It appear something has happended to the timer subsystem resolution on Windows 10 starting from Build 1809.
QueryPerformanceFrequency() returns 10mhz (10ms) which is causing the GUI et al to have latency. DPC latency is also elevated post 1809 installation. This happens on multiple, different motherboards (AMD, Intel) as well as various configurations.
Video editing software is no longer able to render things as quickly as it used to, on post 1809.
The hilarious part is, my Mac Mini with less ram, CPU and video card power is able to perform the rendering faster than Windows 10 (1809). It can also boot up faster than anything Windows 10 servers.
Some issues with 1809:
- Logging into windows takes 8-12 seconds before I get into the desktop. This is on a m.2 SSD, with a threadripper 1950x / 128G of memory. (1809)
- Removing 1809 allowed it to boot into the desktop around ~2 seconds. (Tested on 4 different machines, AMD, intel, etc)

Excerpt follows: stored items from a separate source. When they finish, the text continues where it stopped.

impl CropRect {
    fn validate(&self) -> CardResult<()> {
        let in_unit = |v: f64| v.is_finite() && (0.0..=1.0).contains(&v);
        if !(in_unit(self.x) && in_unit(self.y) && in_unit(self.width) && in_unit(self.height))
            || self.width <= 0.0
            || self.height <= 0.0
            || self.x + self.width > 1.0 + f64::EPSILON
            || self.y + self.height > 1.0 + f64::EPSILON
        {
            return Err(CardError::validation(format!(
                "crop rectangle {self:?} must lie within the unit square"
            )));
        }
        Ok(())
    }
}

/// The type of content an element contains.
///
/// Serialized with an inline `type` discriminator so elements read as flat
/// JSON objects (`{"id": .., "type": "text", "x": .., "content": ..}`).
#[derive(Debug, Clone, PartialEq, Serialize, Deserialize)]
#[serde(tag = "type", rename_all = "lowercase", rename_all_fields = "camelCase")]
pub enum ElementKind {
    /// A text label, possibly carrying `{variable}` tokens.
    Text {
        /// Text content.
        content: String,
        /// Font family name.
        #[serde(default = "default_font_family")]
        font_family: String,
        /// Font size in points.
        font_size: f64,
        /// Text color as hex.
        #[serde(default = "default_ink")]
        color: String,
        /// Horizontal alignment.
        #[serde(default)]
        align: TextAlign,
        /// Bold weight.
        #[serde(default)]
        bold: bool,
    },

    /// A raster picture (data URI or local file path).
    Image {
        /// Image source.
        src: String,
        /// Optional crop of the source.
        #[serde(default, skip_serializing_if = "Option::is_none")]
        crop: Option<CropRect>,
    },

    /// A QR code whose payload may carry `{variable}` tokens.
    Qrcode {
        /// Encoded payload.
        data: String,
        /// Module color as hex.
        #[serde(default = "default_ink")]
        color: String,
    },

    /// A linear barcode whose payload may carry `{variable}` tokens.
    Barcode {
        /// Encoded payload.
        data: String,
        /// Symbology.
        #[serde(default)]
        symbology: Symbology,
        /// Bar color as hex.
        #[serde(default = "default_ink")]
        color: String,
    },

    /// A filled/stroked rectangle.
    Rectangle {
        /// Fill color as hex (`none` for no fill).
        fill: String,
        /// Stroke color as hex (`none` for no stroke).
        stroke: String,
        /// Stroke width in mm.
        stroke_width: f64,
        /// Corner radius in mm.
        #[serde(default)]
        corner_radius: f64,
    },

    /// An ellipse inscribed in the element box.
    Circle {
        /// Fill color as hex.
        fill: String,
        /// Stroke color as hex.
        stroke: String,
        /// Stroke width in mm.
        stroke_width: f64,
    },

    /// A straight line to `(x2, y2)` whose box spans both end points.
    Line {
        /// End point X in mm.
        x2: f64,
        /// End point Y in mm.
        y2: f64,
        /// Stroke color as hex.
        stroke: String,
        /// Stroke width in mm.
        stroke_width: f64,
    },
}

fn default_font_family() -> String {
    "sans-serif".to_string()
}

fn default_ink() -> String {
    "#000000".to_string()
}

impl ElementKind {
    /// The serialized `type` tag of this kind.
    #[must_use]
    pub fn type_name(&self) -> &'static str {
        match self {
            Self::Text { .. } => "text",
            Self::Image { .. } => "image",
            Self::Qrcode { .. } => "qrcode",
            Self::Barcode { .. } => "barcode",
            Self::Rectangle { .. } => "rectangle",
            Self::Circle { .. } => "circle",
            Self::Line { .. } => "line",
        }
    }

    /// The field that accepts `{variable}` tokens, if this kind has one.
    #[must_use]
    pub fn bindable_text(&self) -> Option<&str> {
        match self {
            Self::Text { content, .. } => Some(content),
            Self::Qrcode { data, .. } | Self::Barcode { data, .. } => Some(data),
            Self::Image { .. } | Self::Rectangle { .. } | Self::Circle { .. } | Self::Line { .. } => {
                None
            }
        }
    }

    /// Mutable access to the token-bearing field.
    pub fn bindable_text_mut(&mut self) -> Option<&mut String> {
        match self {
            Self::Text { content, .. } => Some(content),
            Self::Qrcode { data, .. } | Self::Barcode { data, .. } => Some(data),
            Self::Image { .. } | Self::Rectangle { .. } | Self::Circle { .. } | Self::Line { .. } => {
                None
            }
        }
    }
}
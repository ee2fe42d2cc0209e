//! Conversion between document millimetres, screen pixels and export pixels.
//!
//! ```text
//! screen_px = mm * (screen_dpi / 25.4) * (zoom / 100)
//! export_px = mm * (export_dpi / 25.4) * multiplier
//! ```
//!
//! Inputs outside the supported ranges are clamped, never wrapped. Non-finite
//! inputs fall back to the default of the respective range.

use serde::{Deserialize, Serialize};

use crate::Dimensions;

/// Millimetres per inch.
pub const MM_PER_INCH: f64 = 25.4;

/// Smallest zoom in percent.
pub const MIN_ZOOM: f64 = 10.0;
/// Largest zoom in percent.
pub const MAX_ZOOM: f64 = 400.0;
/// Zoom used when none (or garbage) is given.
pub const DEFAULT_ZOOM: f64 = 100.0;

/// Smallest accepted resolution.
pub const MIN_DPI: f64 = 72.0;
/// Largest accepted resolution.
pub const MAX_DPI: f64 = 1200.0;
/// Nominal CSS screen resolution.
pub const DEFAULT_SCREEN_DPI: f64 = 96.0;

/// Smallest export multiplier.
pub const MIN_MULTIPLIER: f64 = 0.1;
/// Largest export multiplier.
pub const MAX_MULTIPLIER: f64 = 16.0;

/// Largest raster an export may allocate, in pixels (16384 x 16384).
pub const MAX_RASTER_PIXELS: u64 = 1 << 28;

fn clamp_or(value: f64, min: f64, max: f64, fallback: f64) -> f64 {
    if value.is_finite() {
        value.clamp(min, max)
    } else {
        fallback
    }
}

/// Clamp a zoom percentage into `[10, 400]`.
#[must_use]
pub fn clamp_zoom(zoom: f64) -> f64 {
    clamp_or(zoom, MIN_ZOOM, MAX_ZOOM, DEFAULT_ZOOM)
}

/// Clamp a resolution into `[72, 1200]`.
#[must_use]
pub fn clamp_dpi(dpi: f64) -> f64 {
    clamp_or(dpi, MIN_DPI, MAX_DPI, DEFAULT_SCREEN_DPI)
}

/// Clamp an export multiplier into `[0.1, 16]`.
#[must_use]
pub fn clamp_multiplier(multiplier: f64) -> f64 {
    clamp_or(multiplier, MIN_MULTIPLIER, MAX_MULTIPLIER, 1.0)
}

/// Screen pixels per millimetre at the given resolution and zoom.
#[must_use]
pub fn screen_scale(screen_dpi: f64, zoom: f64) -> f64 {
    clamp_dpi(screen_dpi) / MM_PER_INCH * (clamp_zoom(zoom) / 100.0)
}

/// Export pixels per millimetre at the given resolution and multiplier.
#[must_use]
pub fn export_scale(export_dpi: f64, multiplier: f64) -> f64 {
    clamp_dpi(export_dpi) / MM_PER_INCH * clamp_multiplier(multiplier)
}

/// Document mm to screen pixels.
#[must_use]
pub fn mm_to_screen_px(mm: f64, screen_dpi: f64, zoom: f64) -> f64 {
    mm * screen_scale(screen_dpi, zoom)
}

/// Screen pixels to document mm.
#[must_use]
pub fn screen_px_to_mm(px: f64, screen_dpi: f64, zoom: f64) -> f64 {
    px / screen_scale(screen_dpi, zoom)
}

/// Document mm to export pixels.
#[must_use]
pub fn mm_to_export_px(mm: f64, export_dpi: f64, multiplier: f64) -> f64 {
    mm * export_scale(export_dpi, multiplier)
}

/// Export pixels to document mm.
#[must_use]
pub fn export_px_to_mm(px: f64, export_dpi: f64, multiplier: f64) -> f64 {
    px / export_scale(export_dpi, multiplier)
}

/// Typographic points to mm.
#[must_use]
pub fn pt_to_mm(pt: f64) -> f64 {
    pt * MM_PER_INCH / 72.0
}

/// Whole-pixel raster size of a card side, rounded to nearest, at least 1x1.
#[must_use]
#[allow(clippy::cast_possible_truncation, clippy::cast_sign_loss)]
pub fn raster_size(dimensions: &Dimensions, export_dpi: f64, multiplier: f64) -> (u32, u32) {
    let to_px = |mm: f64| {
        let px = mm_to_export_px(mm, export_dpi, multiplier).round();
        px.clamp(1.0, f64::from(u32::MAX)) as u32
    };
    (to_px(dimensions.width), to_px(dimensions.height))
}

/// Whether a `width` x `height` raster stays within [`MAX_RASTER_PIXELS`].
#[must_use]
pub fn within_raster_budget(width: u32, height: u32) -> bool {
    u64::from(width) * u64::from(height) <= MAX_RASTER_PIXELS
}

/// Zoom and resolution of the interactive editing surface.
#[derive(Debug, Clone, Copy, PartialEq, Serialize, Deserialize)]
#[serde(rename_all = "camelCase")]
pub struct Viewport {
    zoom: f64,
    screen_dpi: f64,
}

impl Default for Viewport {
    fn default() -> Self {
        Self {
            zoom: DEFAULT_ZOOM,
            screen_dpi: DEFAULT_SCREEN_DPI,
        }
    }
}

impl Viewport {
    /// Create a viewport; both values are clamped.
    #[must_use]
    pub fn new(zoom: f64, screen_dpi: f64) -> Self {
        Self {
            zoom: clamp_zoom(zoom),
            screen_dpi: clamp_dpi(screen_dpi),
        }
    }

    /// Current zoom in percent.
    #[must_use]
    pub fn zoom(&self) -> f64 {
        self.zoom
    }

    /// Screen resolution.
    #[must_use]
    pub fn screen_dpi(&self) -> f64 {
        self.screen_dpi
    }

    /// Set the zoom, clamped to `[10, 400]`.
    pub fn set_zoom(&mut self, zoom: f64) {
        self.zoom = clamp_zoom(zoom);
    }

    /// Document mm to screen pixels.
    #[must_use]
    pub fn to_screen(&self, mm: f64) -> f64 {
        mm_to_screen_px(mm, self.screen_dpi, self.zoom)
    }

    /// Screen pixels to document mm.
    #[must_use]
    pub fn to_document(&self, px: f64) -> f64 {
        screen_px_to_mm(px, self.screen_dpi, self.zoom)
    }
}
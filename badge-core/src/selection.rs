//! Tool state, selection and direct-manipulation transforms.
//!
//! The [`TransformEngine`] holds only session UI state (active tool, selected
//! ids, viewport). Every change it makes to the document goes through the
//! [`DocumentModel`], so moves, resizes and rotations land in history like any
//! other edit.

use serde::{Deserialize, Serialize};

use crate::config::SnapSettings;
use crate::document::ZOrder;
use crate::element::CropRect;
use crate::model::DocumentModel;
use crate::units::Viewport;
use crate::{CardError, CardResult, Design, Dimensions, ElementId, ElementKind, Rect, Side};

/// Smallest width or height a resize can produce, in mm.
pub const MIN_ELEMENT_SIZE_MM: f64 = 0.1;

/// Editor tools. Exactly one is active at a time.
#[derive(Debug, Clone, Copy, Default, PartialEq, Eq, Hash, Serialize, Deserialize)]
#[serde(rename_all = "lowercase")]
pub enum Tool {
    /// Select and manipulate.
    #[default]
    Pointer,
    /// Place text.
    Text,
    /// Draw rectangles.
    Rectangle,
    /// Draw ellipses.
    Circle,
    /// Place pictures.
    Image,
    /// Place QR codes.
    Qrcode,
    /// Place barcodes.
    Barcode,
    /// Draw lines.
    Line,
    /// Crop the selected picture.
    Crop,
    /// Lock and unlock elements.
    Lock,
    /// Security feature panel.
    Security,
    /// Layer panel.
    Layers,
    /// Move only.
    Move,
    /// Rotate only.
    Rotate,
}

impl Tool {
    /// Whether clicking selects elements with this tool.
    #[must_use]
    pub fn can_select(self) -> bool {
        matches!(
            self,
            Self::Pointer | Self::Move | Self::Rotate | Self::Layers | Self::Crop | Self::Lock
        )
    }

    fn can_move(self) -> bool {
        matches!(self, Self::Pointer | Self::Move)
    }

    fn can_resize(self) -> bool {
        matches!(self, Self::Pointer | Self::Move)
    }

    fn can_rotate(self) -> bool {
        matches!(self, Self::Pointer | Self::Rotate)
    }

    fn can_reorder(self) -> bool {
        matches!(self, Self::Pointer | Self::Layers | Self::Move | Self::Rotate)
    }

    fn can_lock(self) -> bool {
        matches!(self, Self::Pointer | Self::Lock | Self::Layers)
    }

    fn require(self, allowed: bool, operation: &str) -> CardResult<()> {
        if allowed {
            Ok(())
        } else {
            Err(CardError::InvalidOperation(format!(
                "{operation} is not available with the {self:?} tool"
            )))
        }
    }
}

/// Resize handles on the selection box.
#[derive(Debug, Clone, Copy, PartialEq, Eq, Hash, Serialize, Deserialize)]
#[serde(rename_all = "camelCase")]
pub enum Handle {
    /// Top-left corner.
    TopLeft,
    /// Top edge.
    Top,
    /// Top-right corner.
    TopRight,
    /// Right edge.
    Right,
    /// Bottom-right corner.
    BottomRight,
    /// Bottom edge.
    Bottom,
    /// Bottom-left corner.
    BottomLeft,
    /// Left edge.
    Left,
}

impl Handle {
    fn moves_left(self) -> bool {
        matches!(self, Self::TopLeft | Self::Left | Self::BottomLeft)
    }

    fn moves_right(self) -> bool {
        matches!(self, Self::TopRight | Self::Right | Self::BottomRight)
    }

    fn moves_top(self) -> bool {
        matches!(self, Self::TopLeft | Self::Top | Self::TopRight)
    }

    fn moves_bottom(self) -> bool {
        matches!(self, Self::BottomLeft | Self::Bottom | Self::BottomRight)
    }

    fn is_corner(self) -> bool {
        (self.moves_left() || self.moves_right()) && (self.moves_top() || self.moves_bottom())
    }
}

/// New box for dragging `handle` by `(dx, dy)` mm.
///
/// The opposite edge (or corner) stays fixed. With `keep_aspect` the box keeps
/// its width/height ratio; edge handles then grow symmetrically around the
/// centre of the other axis. Neither side drops below [`MIN_ELEMENT_SIZE_MM`]
/// on an axis the handle affects.
#[must_use]
pub fn resize_rect(rect: Rect, handle: Handle, dx: f64, dy: f64, keep_aspect: bool) -> Rect {
    let horizontal = handle.moves_left() || handle.moves_right();
    let vertical = handle.moves_top() || handle.moves_bottom();

    let mut width = rect.width;
    let mut height = rect.height;
    if handle.moves_left() {
        width -= dx;
    } else if handle.moves_right() {
        width += dx;
    }
    if handle.moves_top() {
        height -= dy;
    } else if handle.moves_bottom() {
        height += dy;
    }

    if horizontal {
        width = width.max(MIN_ELEMENT_SIZE_MM);
    }
    if vertical {
        height = height.max(MIN_ELEMENT_SIZE_MM);
    }

    if keep_aspect && rect.width > 0.0 && rect.height > 0.0 {
        let ratio = rect.width / rect.height;
        let follow_width = if handle.is_corner() {
            (width / rect.width - 1.0).abs() >= (height / rect.height - 1.0).abs()
        } else {
            horizontal
        };
        if follow_width {
            height = width / ratio;
        } else {
            width = height * ratio;
        }
        let shortest = width.min(height);
        if shortest < MIN_ELEMENT_SIZE_MM {
            let grow = MIN_ELEMENT_SIZE_MM / shortest;
            width *= grow;
            height *= grow;
        }
    }

    let (cx, cy) = rect.center();
    let x = if handle.moves_left() {
        rect.right() - width
    } else if horizontal || !keep_aspect {
        rect.x
    } else {
        cx - width / 2.0
    };
    let y = if handle.moves_top() {
        rect.bottom() - height
    } else if vertical || !keep_aspect {
        rect.y
    } else {
        cy - height / 2.0
    };
    Rect::new(x, y, width, height)
}

/// Snap boundaries for one side of a card.
fn snap_targets(dimensions: &Dimensions, design: &Design, snap: &SnapSettings) -> (Vec<f64>, Vec<f64>) {
    let (w, h) = (dimensions.width, dimensions.height);
    let mut xs = vec![0.0, w / 2.0, w];
    let mut ys = vec![0.0, h / 2.0, h];
    if snap.snap_to_bleed && design.bleed > 0.0 {
        xs.extend([-design.bleed, w + design.bleed]);
        ys.extend([-design.bleed, h + design.bleed]);
    }
    if snap.snap_to_safe_area && design.safe_area > 0.0 {
        xs.extend([design.safe_area, w - design.safe_area]);
        ys.extend([design.safe_area, h - design.safe_area]);
    }
    xs.extend(&snap.vertical_guides);
    ys.extend(&snap.horizontal_guides);
    (xs, ys)
}

/// Correction to apply so the closest of `edges` lands on a target.
///
/// Grid lines count as targets when `grid > 0`. Returns `None` when nothing
/// lies within `tolerance`.
fn snap_axis(edges: &[f64], targets: &[f64], grid: f64, tolerance: f64) -> Option<f64> {
    let mut best: Option<f64> = None;
    let mut consider = |correction: f64| {
        if correction.abs() <= tolerance && best.map_or(true, |b| correction.abs() < b.abs()) {
            best = Some(correction);
        }
    };
    for &edge in edges {
        for target in targets {
            consider(target - edge);
        }
        if grid > 0.0 {
            consider((edge / grid).round() * grid - edge);
        }
    }
    best
}

/// Tool, selection and viewport of one editing surface.
#[derive(Debug, Clone)]
pub struct TransformEngine {
    tool: Tool,
    side: Side,
    selection: Vec<ElementId>,
    viewport: Viewport,
}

- 1809+ has caused additional lag when clicking, launching and performing any kind of tasks.
- Removing 1809 causes QueryPerformanceFrequency() to return ~3mhz, which is the TSC. Performance returns to it's snappy self.
- Forcing the use of the slow, awful, HPET makes things better, for a time, until multiple one-shot timers are running and then the boxes crawl to a halt.
What timer subsystem returns 10mhz? The TSC doesn't, PIT doesn't, APIC doesn't, ACPI doesn't, HPET may do it with a divisor.
TBH, If this doesn't get solved soon, I'll just move the rest of my stuff over to Apple Products and never used Microsoft products for enterprise again.